Relevance and reliability: A trade-off?
Cocker, Antoinette L
According to the Statement of Concepts, two qualitative characteristics that financial accounting information should possess are relevance and reliability. There is a long-held belief that there is a trade-off relationship between these qualities. However, very little empirical investigation has tested the presence of this relationship, and that which has found no empirical support for this. This dissertation investigates the correlation of interest groups’ perception differences between the relevance and reliability of historical cost and fair value measures. 397 participants from three interest groups; debt providers, equity providers, and statement preparers, were solicited for this sample, with 228 (57.4%) usable responses received. The convergence toward International Financial Reporting Standards (IFRSs), and its preference for fair value, was utilised as the setting for this investigation.

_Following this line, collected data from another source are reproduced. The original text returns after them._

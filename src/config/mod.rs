//! Configuration module for Sumi-Mirror
//!
//! This module handles loading, parsing, and validating TOML configuration files.
//!
//! # Example
//!
//! ```no_run
//! use sumi_mirror::config::load_config;
//! use std::path::Path;
//!
//! let config = load_config(Path::new("mirror.toml")).unwrap();
//! println!("Archives go to: {}", config.storage.artifact_dir.display());
//! ```

mod parser;
mod types;
mod validation;

// Re-export types
pub use types::{Config, FetcherConfig, RenderConfig, StorageConfig, UserAgentConfig};

// Re-export parser functions
pub use parser::{compute_config_hash, load_config, load_config_with_hash};
pub use validation::validate;
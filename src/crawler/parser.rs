//! HTML parser for extracting links and asset references
//!
//! This module handles parsing markup to extract:
//! - Links to follow (from `<a>` and `<area>` tags)
//! - Images (`<img src>` and icon links)
//! - Stylesheets (`<link rel="stylesheet">`)
//! - Scripts (`<script src>`)
//!
//! The rendering strategy collects the same raw attribute values from the live
//! DOM, so both strategies go through [`RawReferences::resolve`].

use crate::url::resolve_reference;
use scraper::{Html, Selector};
use serde::Deserialize;
use std::collections::HashSet;
use url::Url;

/// Asset categories that can be toggled per job
#[derive(Debug, Clone, Copy, PartialEq, Eq, Hash)]
pub enum AssetKind {
    Image,
    Stylesheet,
    Script,
}

/// An asset referenced by a page
#[derive(Debug, Clone, PartialEq, Eq)]
pub struct AssetRef {
    pub kind: AssetKind,
    pub url: Url,
}

/// Absolute, deduplicated references found on one page
#[derive(Debug, Clone, Default, PartialEq, Eq)]
pub struct PageReferences {
    /// Outbound links, in document order
    pub links: Vec<Url>,

    /// Asset references, in document order
    pub assets: Vec<AssetRef>,
}

/// Unresolved attribute values as they appear in the document
#[derive(Debug, Clone, Default, Deserialize)]
#[serde(rename_all = "camelCase", default)]
pub struct RawReferences {
    /// Value of `<base href>`, if the document declares one
    pub base_href: Option<String>,
    pub links: Vec<String>,
    pub images: Vec<String>,
    pub stylesheets: Vec<String>,
    pub scripts: Vec<String>,
}

impl RawReferences {
    /// Resolves every reference against the document's effective base URL
    ///
    /// Rejected references (fragments, pseudo-schemes, non-web schemes) are
    /// dropped, and duplicates are removed while keeping first occurrence order.
    pub fn resolve(&self, page_url: &Url) -> PageReferences {
        let base = self
            .base_href
            .as_deref()
            .and_then(|href| resolve_reference(href, page_url))
            .unwrap_or_else(|| page_url.clone());

        let mut seen = HashSet::new();
        let links = self
            .links
            .iter()
            .filter_map(|href| resolve_reference(href, &base))
            .filter(|url| seen.insert(url.to_string()))
            .collect();

        let mut seen = HashSet::new();
        let groups = [
            (AssetKind::Image, &self.images),
            (AssetKind::Stylesheet, &self.stylesheets),
            (AssetKind::Script, &self.scripts),
        ];
        let assets = groups
            .into_iter()
            .flat_map(|(kind, values)| {
                values
                    .iter()
                    .filter_map(|value| resolve_reference(value, &base))
                    .map(move |url| AssetRef { kind, url })
            })
            .filter(|asset| seen.insert(asset.url.to_string()))
            .collect();

        PageReferences { links, assets }
    }
}

/// Parses markup and returns its resolved links and assets
///
/// # Example
///
/// ```
/// use sumi_mirror::crawler::parse_references;
/// use url::Url;
///
/// let html = r#"<a href="/about">About</a><img src="logo.png">"#;
/// let base = Url::parse("https://example.com/").unwrap();
/// let refs = parse_references(html, &base);
/// assert_eq!(refs.links[0].as_str(), "https://example.com/about");
/// assert_eq!(refs.assets[0].url.as_str(), "https://example.com/logo.png");
/// ```
pub fn parse_references(html: &str, page_url: &Url) -> PageReferences {
    extract_raw(&Html::parse_document(html)).resolve(page_url)
}

/// Collects raw attribute values from a parsed document
fn extract_raw(document: &Html) -> RawReferences {
    RawReferences {
        base_href: select_attr(document, "base[href]", "href").into_iter().next(),
        links: select_attr(document, "a[href], area[href]", "href"),
        images: [
            select_attr(document, "img[src]", "src"),
            select_attr(document, "link[rel~=\"icon\"][href]", "href"),
        ]
        .concat(),
        stylesheets: select_attr(document, "link[rel~=\"stylesheet\"][href]", "href"),
        scripts: select_attr(document, "script[src]", "src"),
    }
}

fn select_attr(document: &Html, selector: &str, attr: &str) -> Vec<String> {
    let Ok(selector) = Selector::parse(selector) else {
        return Vec::new();
    };

    document
        .select(&selector)
        .filter_map(|element| element.value().attr(attr))
        .map(str::to_string)
        .collect()
}
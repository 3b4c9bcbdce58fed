//! Maps fetched URLs to file paths inside a job's working directory

use crate::url::same_host;
use std::path::{Path, PathBuf};
use url::Url;

/// Directory holding assets fetched from hosts other than the seed's
pub const EXTERNAL_DIR: &str = "_external";

const INDEX_FILE: &str = "index.html";

/// Returns the relative storage path for a fetched resource
///
/// The path is derived from the URL's path component:
/// - `/` and paths ending in `/` map to `index.html` inside that directory
/// - markup without an extension gets `.html` appended
/// - resources from another host go under `_external/<host>/`
///
/// Empty, `.` and `..` segments are dropped and characters that are unsafe in
/// file names are replaced, so the result never escapes the working directory.
pub fn local_path_for(url: &Url, seed: &Url, is_markup: bool) -> PathBuf {
    let mut path = PathBuf::new();
    if !same_host(url, seed) {
        path.push(EXTERNAL_DIR);
        path.push(sanitize_segment(url.host_str().unwrap_or("unknown-host")));
    }

    let segments: Vec<String> = url
        .path()
        .split('/')
        .filter(|segment| !segment.is_empty() && *segment != "." && *segment != "..")
        .map(sanitize_segment)
        .collect();

    let directory_like = url.path().ends_with('/');
    let Some((last, parents)) = segments.split_last().filter(|_| !directory_like) else {
        path.extend(segments.iter());
        path.push(INDEX_FILE);
        return path;
    };
    path.extend(parents);

    if is_markup && Path::new(last).extension().is_none() {
        path.push(format!("{last}.html"));
    } else {
        path.push(last);
    }
    path
}

fn sanitize_segment(segment: &str) -> String {
    segment
        .chars()
        .map(|c| match c {
            ':' | '\\' | '*' | '?' | '"' | '<' | '>' | '|' => '_',
            c if c.is_control() => '_',
            c => c,
        })
        .collect()
}
use super::JobStatus;

/// Upper bound reported while pages are still being traversed
pub const TRAVERSAL_CEILING: f64 = 85.0;

/// Value reported while the working directory is being packaged
pub const ARCHIVING_PROGRESS: u8 = 90;

/// Keeps the percentage from saturating while the frontier is still shallow
pub const PROGRESS_HEADROOM: u64 = 5;

/// Computes a job's progress percentage (0–100)
///
/// During traversal this is
/// `min(85, downloaded / max(total, downloaded + headroom) * 85)`, which
/// leaves 85–100 for archiving. `Error` and `Cancelled` keep the traversal
/// value they stopped at.
pub fn progress_percent(status: JobStatus, files_downloaded: u64, total_files: u64) -> u8 {
    match status {
        JobStatus::Completed => 100,
        JobStatus::Archiving => ARCHIVING_PROGRESS,
        _ => {
            let denominator = total_files.max(files_downloaded + PROGRESS_HEADROOM) as f64;
            let ratio = files_downloaded as f64 / denominator;
            (ratio * TRAVERSAL_CEILING).min(TRAVERSAL_CEILING).round() as u8
        }
    }
}
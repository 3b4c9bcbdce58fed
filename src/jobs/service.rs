//! Job service
//!
//! The entry point for callers: start, query, cancel and observe jobs. Each
//! accepted job runs as its own task on the Tokio runtime.

use super::broadcaster::ProgressSubscription;
use super::registry::JobRegistry;
use super::types::{JobId, JobSnapshot, StartRequest};
use crate::config::Config;
use crate::crawler::{BrowserSession, CrawlEngine, HttpFetcher, PageFetcher, RenderFetcher};
use crate::state::JobStatus;
use crate::url::validate_seed;
use crate::{MirrorError, ValidationError};
use std::path::PathBuf;
use std::sync::{Arc, Mutex, PoisonError};
use tokio::sync::Semaphore;
use tokio::task::JoinSet;

pub struct JobService {
    registry: Arc<JobRegistry>,
    static_engine: Arc<CrawlEngine>,
    render_engine: Arc<CrawlEngine>,
    browser: Option<Arc<BrowserSession>>,
    tasks: Mutex<JoinSet<JobStatus>>,
}

impl JobService {
    /// Builds a service with the HTTP and headless-browser strategies
    pub fn new(config: &Config) -> Result<Self, MirrorError> {
        let http = HttpFetcher::from_config(&config.fetcher, &config.user_agent)?;
        let browser = Arc::new(BrowserSession::new(config.render.clone()));
        let render = RenderFetcher::new(Arc::clone(&browser), http.clone(), &config.render);

        let mut service = Self::with_fetchers(
            Arc::new(JobRegistry::new()),
            Arc::new(http),
            Arc::new(render),
            config.storage.artifact_dir.clone(),
            config.fetcher.max_concurrent_assets as usize,
        );
        service.browser = Some(browser);
        Ok(service)
    }

    /// Builds a service around a registry and arbitrary fetch strategies
    pub fn with_fetchers(
        registry: Arc<JobRegistry>,
        static_fetcher: Arc<dyn PageFetcher>,
        render_fetcher: Arc<dyn PageFetcher>,
        artifact_dir: impl Into<PathBuf>,
        max_concurrent_assets: usize,
    ) -> Self {
        let artifact_dir = artifact_dir.into();
        let permits = Arc::new(Semaphore::new(max_concurrent_assets.max(1)));

        Self {
            registry,
            static_engine: Arc::new(CrawlEngine::new(
                static_fetcher,
                artifact_dir.clone(),
                Arc::clone(&permits),
            )),
            render_engine: Arc::new(CrawlEngine::new(render_fetcher, artifact_dir, permits)),
            browser: None,
            tasks: Mutex::new(JoinSet::new()),
        }
    }

    /// The shared registry, for collaborators such as the storage steward
    pub fn registry(&self) -> Arc<JobRegistry> {
        Arc::clone(&self.registry)
    }

    /// Validates a request and starts the job in the background
    ///
    /// Must be called from within a Tokio runtime.
    pub fn start(&self, request: StartRequest) -> Result<JobId, ValidationError> {
        let mut seed = validate_seed(&request.url)?;
        seed.set_fragment(None);
        request.options.validate()?;

        let engine = if request.options.render_javascript {
            Arc::clone(&self.render_engine)
        } else {
            Arc::clone(&self.static_engine)
        };

        let job = self.registry.create(seed, request.options);
        let id = job.id();

        let mut tasks = self.tasks.lock().unwrap_or_else(PoisonError::into_inner);
        while let Some(finished) = tasks.try_join_next() {
            if let Err(e) = finished {
                tracing::error!("Job task panicked: {}", e);
            }
        }
        tasks.spawn(async move { engine.run(job).await });

        Ok(id)
    }

    pub fn status(&self, id: &JobId) -> Option<JobSnapshot> {
        self.registry.snapshot(id)
    }

    /// Requests cancellation; false if the job is unknown or already finished
    pub fn cancel(&self, id: &JobId) -> bool {
        self.registry.cancel(id)
    }

    /// Snapshots of every job, oldest first
    pub fn list(&self) -> Vec<JobSnapshot> {
        self.registry.list()
    }

    /// Ordered progress stream for a job, or None if it is unknown
    pub fn subscribe(&self, id: &JobId) -> Option<ProgressSubscription> {
        self.registry.subscribe(id)
    }

    /// Parses a caller-supplied job identifier
    pub fn parse_job_id(value: &str) -> Result<JobId, ValidationError> {
        value.parse()
    }

    /// Waits for every started job to reach a terminal state
    pub async fn wait_idle(&self) {
        let mut tasks = {
            let mut guard = self.tasks.lock().unwrap_or_else(PoisonError::into_inner);
            std::mem::take(&mut *guard)
        };

        while let Some(finished) = tasks.join_next().await {
            if let Err(e) = finished {
                tracing::error!("Job task panicked: {}", e);
            }
        }
    }

    /// Cancels every running job, waits for them to stop and closes the browser
    pub async fn shutdown(&self) {
        let cancelled = self.registry.cancel_all();
        if cancelled > 0 {
            tracing::info!(cancelled, "Cancelling running jobs");
        }

        self.wait_idle().await;

        if let Some(browser) = &self.browser {
            browser.shutdown().await;
        }
    }
}
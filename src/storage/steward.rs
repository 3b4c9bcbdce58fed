//! Storage steward
//!
//! Reclaims space in the artifact directory in two passes:
//!
//! 1. **Age**: anything last modified longer ago than the retention window is
//!    deleted, whatever the total usage.
//! 2. **Capacity**: if usage is still above the ceiling, the oldest remaining
//!    artifacts are deleted until usage is at or below the low watermark.
//!
//! Artifacts owned by a job that has not reached a terminal state are never
//! deleted by either pass.

use super::artifacts::{remove_artifact, scan_artifacts, total_size, StoredArtifact};
use super::StorageResult;
use crate::config::StorageConfig;
use crate::jobs::JobRegistry;
use std::path::PathBuf;
use std::sync::Arc;
use std::time::{Duration, SystemTime};
use tokio::task::JoinHandle;
use tokio::time::MissedTickBehavior;
use tokio_util::sync::CancellationToken;

/// Limits applied by each sweep
#[derive(Debug, Clone, PartialEq)]
pub struct RetentionPolicy {
    pub retention: Duration,
    pub max_total_bytes: u64,
    /// Fraction of `max_total_bytes` to shrink to once the ceiling is exceeded
    pub low_watermark: f64,
}

impl RetentionPolicy {
    pub fn from_config(config: &StorageConfig) -> Self {
        Self {
            retention: config.retention(),
            max_total_bytes: config.max_storage_bytes(),
            low_watermark: config.low_watermark,
        }
    }

    /// Usage the capacity pass shrinks to
    pub fn target_bytes(&self) -> u64 {
        (self.max_total_bytes as f64 * self.low_watermark).floor() as u64
    }
}

impl Default for RetentionPolicy {
    fn default() -> Self {
        Self::from_config(&StorageConfig::default())
    }
}

/// Outcome of one sweep
#[derive(Debug, Clone, Default, PartialEq, Eq)]
pub struct SweepReport {
    /// Deleted by the age pass
    pub expired: usize,
    /// Deleted by the capacity pass
    pub evicted: usize,
    /// Deletions that failed and were skipped
    pub failed: usize,
    pub bytes_freed: u64,
    /// Usage after the sweep
    pub remaining_bytes: u64,
}

pub struct StorageSteward {
    root: PathBuf,
    policy: RetentionPolicy,
    registry: Arc<JobRegistry>,
}

impl StorageSteward {
    pub fn new(root: impl Into<PathBuf>, policy: RetentionPolicy, registry: Arc<JobRegistry>) -> Self {
        Self {
            root: root.into(),
            policy,
            registry,
        }
    }

    pub fn policy(&self) -> &RetentionPolicy {
        &self.policy
    }

    /// Runs both passes against the current time
    pub fn sweep(&self) -> StorageResult<SweepReport> {
        self.sweep_at(SystemTime::now())
    }

    /// Runs both passes, measuring ages against `now`
    pub fn sweep_at(&self, now: SystemTime) -> StorageResult<SweepReport> {
        let mut report = SweepReport::default();
        let mut remaining = Vec::new();

        for artifact in scan_artifacts(&self.root)? {
            let age = now.duration_since(artifact.modified).unwrap_or(Duration::ZERO);
            if self.is_protected(&artifact) || age <= self.policy.retention {
                remaining.push(artifact);
                continue;
            }

            if self.delete(&artifact, &mut report) {
                report.expired += 1;
            } else {
                remaining.push(artifact);
            }
        }

        let mut usage = total_size(&remaining);
        if usage > self.policy.max_total_bytes {
            let target = self.policy.target_bytes();
            tracing::info!(
                usage,
                ceiling = self.policy.max_total_bytes,
                target,
                "Artifact storage over capacity"
            );

            let mut candidates: Vec<&StoredArtifact> = remaining
                .iter()
                .filter(|artifact| !self.is_protected(artifact))
                .collect();
            candidates.sort_by_key(|artifact| artifact.modified);

            for artifact in candidates {
                if usage <= target {
                    break;
                }
                if self.delete(artifact, &mut report) {
                    report.evicted += 1;
                    usage = usage.saturating_sub(artifact.size);
                }
            }
        }

        report.remaining_bytes = usage;
        Ok(report)
    }

    /// Artifacts of a running job are off limits
    fn is_protected(&self, artifact: &StoredArtifact) -> bool {
        artifact
            .job_id
            .map(|id| self.registry.is_live(&id))
            .unwrap_or(false)
    }

    fn delete(&self, artifact: &StoredArtifact, report: &mut SweepReport) -> bool {
        match remove_artifact(artifact) {
            Ok(()) => {
                tracing::debug!("Deleted artifact {}", artifact.path.display());
                report.bytes_freed += artifact.size;
                true
            }
            Err(e) => {
                tracing::warn!("Failed to delete artifact: {}", e);
                report.failed += 1;
                false
            }
        }
    }

    /// Sweeps on a fixed interval until `shutdown` is cancelled
    ///
    /// The first sweep runs immediately. Filesystem work happens on the
    /// blocking pool.
    pub fn spawn(self: Arc<Self>, interval: Duration, shutdown: CancellationToken) -> JoinHandle<()> {
        tokio::spawn(async move {
            let mut ticker = tokio::time::interval(interval);
            ticker.set_missed_tick_behavior(MissedTickBehavior::Skip);

            loop {
                tokio::select! {
                    _ = shutdown.cancelled() => break,
                    _ = ticker.tick() => {}
                }

                let steward = Arc::clone(&self);
                match tokio::task::spawn_blocking(move || steward.sweep()).await {
                    Ok(Ok(report)) if report.expired + report.evicted + report.failed > 0 => {
                        tracing::info!(
                            expired = report.expired,
                            evicted = report.evicted,
                            failed = report.failed,
                            bytes_freed = report.bytes_freed,
                            remaining_bytes = report.remaining_bytes,
                            "Storage sweep finished"
                        );
                    }
                    Ok(Ok(report)) => {
                        tracing::debug!(remaining_bytes = report.remaining_bytes, "Storage sweep found nothing to reclaim");
                    }
                    Ok(Err(e)) => tracing::warn!("Storage sweep failed: {}", e),
                    Err(e) => tracing::error!("Storage sweep task panicked: {}", e),
                }
            }

            tracing::debug!("Storage steward stopped");
        })
    }
}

With the belief that there is a trade-off in relevance and reliability with the move from historical cost toward fair value, six topical asset classification examples were tested. Individual analysis of the three groups found a positive relationship, which was significant on almost all occasions, between the perceptions of relevance and reliability. While the results go against the long-held belief of a trade-off between relevance and reliability, the results are consistent with previous empirical findings in this area. These research results have implications for standard setters that advocate, and mandate, the use of historical cost which appears to provide information which is both less relevant, and less reliable.